I am not a huge fan of Gwyneth Paltrow, but I am loving her Glee character, Holly the over-the-top crazy substitute teacher. I am going to miss Glee next week as I will be under the knife and in anesthesia la la land but this video definitely made me smile. Also, loving Glee's newest cast member, Ashley Fink as zaftig badass goddess Lauren and definitely a good inspiration for BBWW (Big Beautiful White Women) everywhere (Also, don't you just love the word "zaftig"? Very 1920s.) You can't go wrong with Joan Jett and sexual education...all righty, Glee, you are winning me back as a fan.
Some of this I've already written about on my CaringBridge site, but I tend to be a little blunt here. The whole world can't handle abrasive Ginny all the time. *wink* I'm preparing for the home stretch. I go into the hospital on Monday for my Neurovascular test then afterwards that I am ADMITTED. Admittedly (pun intended), I have been a little nervous. I've never stayed in the hospital over night. I think when I had my deviated septum surgery, I was outpatient that afternoon. But this time, it will be Ginny's week-long adventure at the hospital. Bring the camera and the fanny pack! Honestly, I don't know what to prepare for or pack, despite the fact that a very nice PA went over everything in my pre-op consult today and I have handouts and all that. I'm thinking books, ipod, shower shoes, and pajama bottoms. I'm a terrible packer in these kind of situations. It's a little overwhelming.

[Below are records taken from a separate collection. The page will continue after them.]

use std::collections::HashSet;
use std::time::Duration;

use artifortress_metastore::InMemoryMetadataStore;
use artifortress_types::digest::{is_valid_sha1_hex, is_valid_sha256_hex};
use artifortress_types::{ArtifactEntry, AuditEntry, Manifest, OutboxEvent, Package, PackageVersion, Tombstone, VersionState};
use chrono::{DateTime, Utc};
use rand::RngExt;
use rand::distr::Alphanumeric;
use std::collections::HashMap;

use crate::error::VersionError;

const ROW_LOCK_TIMEOUT: Duration = Duration::from_millis(500);
const DEFAULT_RETENTION_DAYS: i64 = 30;
const MIN_RETENTION_DAYS: i64 = 1;
const MAX_RETENTION_DAYS: i64 = 3650;

fn generate_id(prefix: &str) -> String {
    let suffix: String = rand::rng().sample_iter(&Alphanumeric).take(20).map(char::from).collect();
    format!("{prefix}-{suffix}")
}

/// One entry of a commit request, before the row has been persisted.
#[derive(Debug, Clone)]
pub struct ArtifactEntryInput {
    pub relative_path: String,
    pub blob_digest: String,
    pub checksum_sha1: Option<String>,
    pub checksum_sha256: Option<String>,
    pub size_bytes: u64,
}

/// Upsert the package identity and insert-or-reuse a draft version at
/// `(repo, package, version)`.
pub fn create_or_reuse_draft(
    store: &InMemoryMetadataStore,
    repo_id: &str,
    package_type: &str,
    namespace: Option<&str>,
    name: &str,
    version: &str,
    now: DateTime<Utc>,
) -> Result<PackageVersion, VersionError> {
    if name.trim().is_empty() || version.trim().is_empty() {
        return Err(VersionError::Validation("package name and version must be non-empty".into()));
    }
    let package = store.upsert_package(Package {
        package_id: generate_id("pkg"),
        repo_id: repo_id.to_string(),
        package_type: package_type.to_string(),
        namespace: namespace.map(str::to_string),
        name: name.to_string(),
    });
    let draft = PackageVersion {
        version_id: generate_id("ver"),
        repo_id: repo_id.to_string(),
        package_id: package.package_id.clone(),
        version: version.to_string(),
        state: VersionState::Draft,
        created_at: now,
        published_at: None,
        tombstoned_at: None,
        tombstone_reason: None,
    };
    store.insert_or_reuse_draft(draft).map_err(|e| match e {
        artifortress_metastore::MetaError::UniqueViolation { constraint } => VersionError::Conflict(constraint),
        other => VersionError::Meta(other),
    })
}

fn require_draft(store: &InMemoryMetadataStore, version_id: &str) -> Result<PackageVersion, VersionError> {
    let version = store.get_version(version_id)?;
    if version.state != VersionState::Draft {
        return Err(VersionError::Conflict(format!(
            "version {version_id} is {:?}, not draft",
            version.state
        )));
    }
    Ok(version)
}

/// Validate and upsert artifact entries under a draft version; each
/// digest must already be committed in this repo's upload history.
pub fn upsert_entries(
    store: &InMemoryMetadataStore,
    repo_id: &str,
    version_id: &str,
    entries: Vec<ArtifactEntryInput>,
) -> Result<Vec<ArtifactEntry>, VersionError> {
    let _guard = store.lock_row("versions", version_id, ROW_LOCK_TIMEOUT)?;
    require_draft(store, version_id)?;

    let mut seen_paths = HashSet::new();
    for entry in &entries {
        if entry.relative_path.is_empty() {
            return Err(VersionError::Validation("relative_path must not be empty".into()));
        }
        if !seen_paths.insert(entry.relative_path.clone()) {
            return Err(VersionError::Validation(format!(
                "duplicate relative_path in request: {}",
                entry.relative_path
            )));
        }
        if entry.size_bytes == 0 {
            return Err(VersionError::Validation(format!("{}: size_bytes must be > 0", entry.relative_path)));
        }
        if !is_valid_sha256_hex(&entry.blob_digest) {
            return Err(VersionError::Validation(format!(
                "{}: blob_digest must be 64 lowercase hex chars",
                entry.relative_path
            )));
        }
        if let Some(sha1) = &entry.checksum_sha1 {
            if !is_valid_sha1_hex(sha1) {
                return Err(VersionError::Validation(format!("{}: checksum_sha1 must be 40 hex chars", entry.relative_path)));
            }
        }
        if let Some(sha256) = &entry.checksum_sha256 {
            if !is_valid_sha256_hex(sha256) {
                return Err(VersionError::Validation(format!(
                    "{}: checksum_sha256 must be 64 hex chars",
                    entry.relative_path
                )));
            }
        }
        ensure_digest_committed(store, repo_id, &entry.blob_digest)?;
    }

    let mut inserted = Vec::with_capacity(entries.len());
    for entry in entries {
        let row = ArtifactEntry {
            version_id: version_id.to_string(),
            relative_path: entry.relative_path,
            blob_digest: entry.blob_digest,
            checksum_sha1: entry.checksum_sha1,
            checksum_sha256: entry.checksum_sha256,
            size_bytes: entry.size_bytes,
        };
        store.upsert_artifact_entry(row.clone());
        inserted.push(row);
    }
    Ok(inserted)
}

fn ensure_digest_committed(store: &InMemoryMetadataStore, repo_id: &str, digest: &str) -> Result<(), VersionError> {
    if !artifortress_blobindex::exists(store, digest) {
        return Err(VersionError::BlobNotFound(digest.to_string()));
    }
    if !artifortress_blobindex::is_committed_in_repo(store, repo_id, digest) {
        return Err(VersionError::DigestNotCommittedInRepo {
            repo_id: repo_id.to_string(),
            digest: digest.to_string(),
        });
    }
    Ok(())
}

fn required_manifest_fields(package_type: &str) -> &'static [&'static str] {
    match package_type {
        "nuget" => &["id", "version"],
        "npm" => &["name", "version"],
        "maven" => &["groupId", "artifactId", "version"],
        _ => &[],
    }
}

/// Validate and upsert a version's manifest document.
pub fn upsert_manifest(
    store: &InMemoryMetadataStore,
    repo_id: &str,
    package_type: &str,
    version_id: &str,
    document: serde_json::Value,
    manifest_blob_digest: Option<String>,
) -> Result<Manifest, VersionError> {
    let _guard = store.lock_row("versions", version_id, ROW_LOCK_TIMEOUT)?;
    require_draft(store, version_id)?;

    let object = document
        .as_object()
        .ok_or_else(|| VersionError::Validation("manifest document must be a JSON object".into()))?;
    for field in required_manifest_fields(package_type) {
        match object.get(*field) {
            Some(serde_json::Value::String(s)) if !s.is_empty() => {}
            _ => return Err(VersionError::Validation(format!("manifest is missing required field '{field}'"))),
        }
    }

    if let Some(digest) = &manifest_blob_digest {
        if !is_valid_sha256_hex(digest) {
            return Err(VersionError::Validation("manifest_blob_digest must be 64 lowercase hex chars".into()));
        }
        ensure_digest_committed(store, repo_id, digest)?;
    }

    let manifest = Manifest {
        version_id: version_id.to_string(),
        document,
        manifest_blob_digest,
    };
    store.upsert_manifest(manifest.clone());
    Ok(manifest)
}

/// A publish call's result, matching the `idempotent`/`eventEmitted` pair a
/// router reports back: a fresh publish emits exactly one outbox event, a
/// replay of an already-published version emits none.
#[derive(Debug, Clone)]
pub struct PublishOutcome {
    pub version: PackageVersion,
    pub was_idempotent: bool,
    pub event_emitted: bool,
}

/// Publish a draft version; idempotent if already published.
pub fn publish(
    store: &InMemoryMetadataStore,
    tenant_id: &str,
    repo_id: &str,
    version_id: &str,
    now: DateTime<Utc>,
) -> Result<PublishOutcome, VersionError> {
    let _guard = store.lock_row("versions", version_id, ROW_LOCK_TIMEOUT)?;
    let version = store.get_version(version_id)?;
    match version.state {
        VersionState::Published => {
            return Ok(PublishOutcome {
                version,
                was_idempotent: true,
                event_emitted: false,
            });
        }
        VersionState::Draft => {}
        VersionState::Tombstoned => {
            return Err(VersionError::Conflict(format!("version {version_id} is tombstoned")));
        }
    }

    let entries = store.list_artifact_entries(version_id);
    if entries.is_empty() {
        return Err(VersionError::Conflict("at least one artifact entry is required to publish".into()));
    }
    let manifest = store
        .get_manifest(version_id)
        .ok_or_else(|| VersionError::Conflict("exactly one manifest is required to publish".into()))?;

    for entry in &entries {
        ensure_digest_committed(store, repo_id, &entry.blob_digest)?;
    }
    if let Some(digest) = &manifest.manifest_blob_digest {
        ensure_digest_committed(store, repo_id, digest)?;
    }

    let published = store.update_version(version_id, |v| {
        v.state = VersionState::Published;
        v.published_at = Some(v.published_at.unwrap_or(now));
    })?;

    let payload = serde_json::json!({
        "version_id": published.version_id,
        "repo_id": published.repo_id,
        "package_id": published.package_id,
        "version": published.version,
        "published_at": published.published_at,
    });
    store.insert_outbox_event(OutboxEvent {
        event_id: generate_id("evt"),
        tenant_id: tenant_id.to_string(),
        aggregate_type: "package_version".to_string(),
        aggregate_id: version_id.to_string(),
        event_type: "version.published".to_string(),
        payload,
        occurred_at: now,
        available_at: now,
        delivered_at: None,
    })?;

    store.append_audit_entry(AuditEntry {
        audit_id: generate_id("aud"),
        tenant_id: tenant_id.to_string(),
        actor: "system".to_string(),
        action: "version.publish".to_string(),
        resource_type: "package_version".to_string(),
        resource_id: version_id.to_string(),
        details: HashMap::from([("version".to_string(), published.version.clone())]),
        occurred_at: now,
    });

    tracing::info!(version_id = %version_id, repo_id = %repo_id, version = %published.version, "version published");
    Ok(PublishOutcome {
        version: published,
        was_idempotent: false,
        event_emitted: true,
    })
}

fn clamp_retention_days(requested: Option<i64>) -> i64 {
    requested.unwrap_or(DEFAULT_RETENTION_DAYS).clamp(MIN_RETENTION_DAYS, MAX_RETENTION_DAYS)
}

/// Tombstone a draft or published version; idempotent if already
/// tombstoned.
pub fn tombstone(
    store: &InMemoryMetadataStore,
    tenant_id: &str,
    version_id: &str,
    reason: &str,
    deleted_by_subject: &str,
    retention_days: Option<i64>,
    now: DateTime<Utc>,
) -> Result<PackageVersion, VersionError> {
    let _guard = store.lock_row("versions", version_id, ROW_LOCK_TIMEOUT)?;
    let version = store.get_version(version_id)?;
    if version.state == VersionState::Tombstoned {
        return Ok(version);
    }

    let days = clamp_retention_days(retention_days);
    let updated = store.update_version(version_id, |v| {
        v.state = VersionState::Tombstoned;
        v.tombstoned_at = Some(now);
        v.tombstone_reason = Some(reason.to_string());
    })?;
    store.upsert_tombstone(Tombstone {
        version_id: version_id.to_string(),
        retention_until: now + chrono::Duration::days(days),
        reason: reason.to_string(),
        deleted_by_subject: deleted_by_subject.to_string(),
    });
    store.append_audit_entry(AuditEntry {
        audit_id: generate_id("aud"),
        tenant_id: tenant_id.to_string(),
        actor: deleted_by_subject.to_string(),
        action: "version.tombstone".to_string(),
        resource_type: "package_version".to_string(),
        resource_id: version_id.to_string(),
        details: HashMap::from([("reason".to_string(), reason.to_string())]),
        occurred_at: now,
    });
    tracing::info!(version_id = %version_id, reason = %reason, retention_days = days, "version tombstoned");
    Ok(updated)
}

I admit: I am scared about fusing some of vertebrae together - C1 and C2 and C3, I believe. I've known about it since my diagnosis, but I'm terrified of my body changing. I understand it's a small price to pay for beating cancer, but still. I will lose some of my range of motion for a while. I should gain most of it back, being able to turn my head side to side and touch my chin to chest (important for singing and acting warm-ups and stretching), I won't be able to lift up my neck too far to look up. Which how often does anyone do that anyways?Well, I never had that double pirouette to begin with and I guess I never will now, haha. Time to let that dream float away. *wink* It's unnerving, knowing that my body will change a lot in the short term and a little in the long term. But I keep reminding myself, that it will all be for the best.
I admit: I am scared about fusing some of vertebrae together - C1 and C2 and C3, I believe. I've known about it since my diagnosis, but I'm terrified of my body changing. I understand it's a small price to pay for beating cancer, but still. I will lose some of my range of motion for a while. I should gain most of it back, being able to turn my head side to side and touch my chin to chest (important for singing and acting warm-ups and stretching), I won't be able to lift up my neck too far to look up. Which how often does anyone do that anyways?Well, I never had that double pirouette to begin with and I guess I never will now, haha. Time to let that dream float away. *wink* It's unnerving, knowing that my body will change a lot in the short term and a little in the long term. But I keep reminding myself, that it will all be for the best.
Despite the fact that I've felt very good the past few days, I was so exhausted today. NEWSFLASH: Cancer makes you tired for no reason at all. They did take a lot of blood samples from me, so maybe that's why. Or maybe I had too much fun when my cousins came over and played Jungle Speed and joked around with me last night. Maybe I'm just anxious and nervous. The most important part of a musical or play is the climax of Act I, and this surgery is my climax. So what does Act II hold in store?...it's a mystery! I better come back after the intermission. ;)
So I get admitted Monday. Surgery is Tuesday. From what I understand I'm going to have enough wires and tubes in me that I'm going to resemble Robocop. But I'll be under the whole time, so I won't even remember. Thank goodness for anesthesia and modern medicine. Depending on how things go, I may spend some time in the ICU, depending on my condition and if my plastic surgeon decides to wait a bit before reconstructing. Each doctor has to go in and do their part. Tuesday is going to be a doozy for my family and friends, but I won't remember any of it. I will probably have a neck brace temporarily. And then off to my hospital room to recover and from then on...who knows?
I have been wearing a ton of scarves lately, not just for style but I am a little self-conscious about my super swollen lymph nodes and I'm sure I will be swollen and bruised and stitched up afterwards. I'm not sure if I'm ready to wear my battle scars with pride yet. My soon-to-be Aunt Patti got this awesome scarf holder from Ikea for Christmas and I think I'm gonna need one after all the scarves I've found and been given. I tried to find it on the website but of course everything has a Swedish name (I call it the Scarfenblurgen), so I had to look on ebay. If you have a lot of scarves, this thing is awesome.
Also, just found out that my phone upgrade has come up and since mine is a piece of poo and doesn't like to receive calls and I want to hear from all of you, I might bite the bullet and get the Iphone since Verizon has it now. And maybe find out what this Angry Birds thing is all about.
Remember to think of me on the 8th. I won't be awake, but you all will be! When I am lucid and stabilized, I will have my laptop and be able to give updates. Thank goodness for Duke Hospital wireless internet!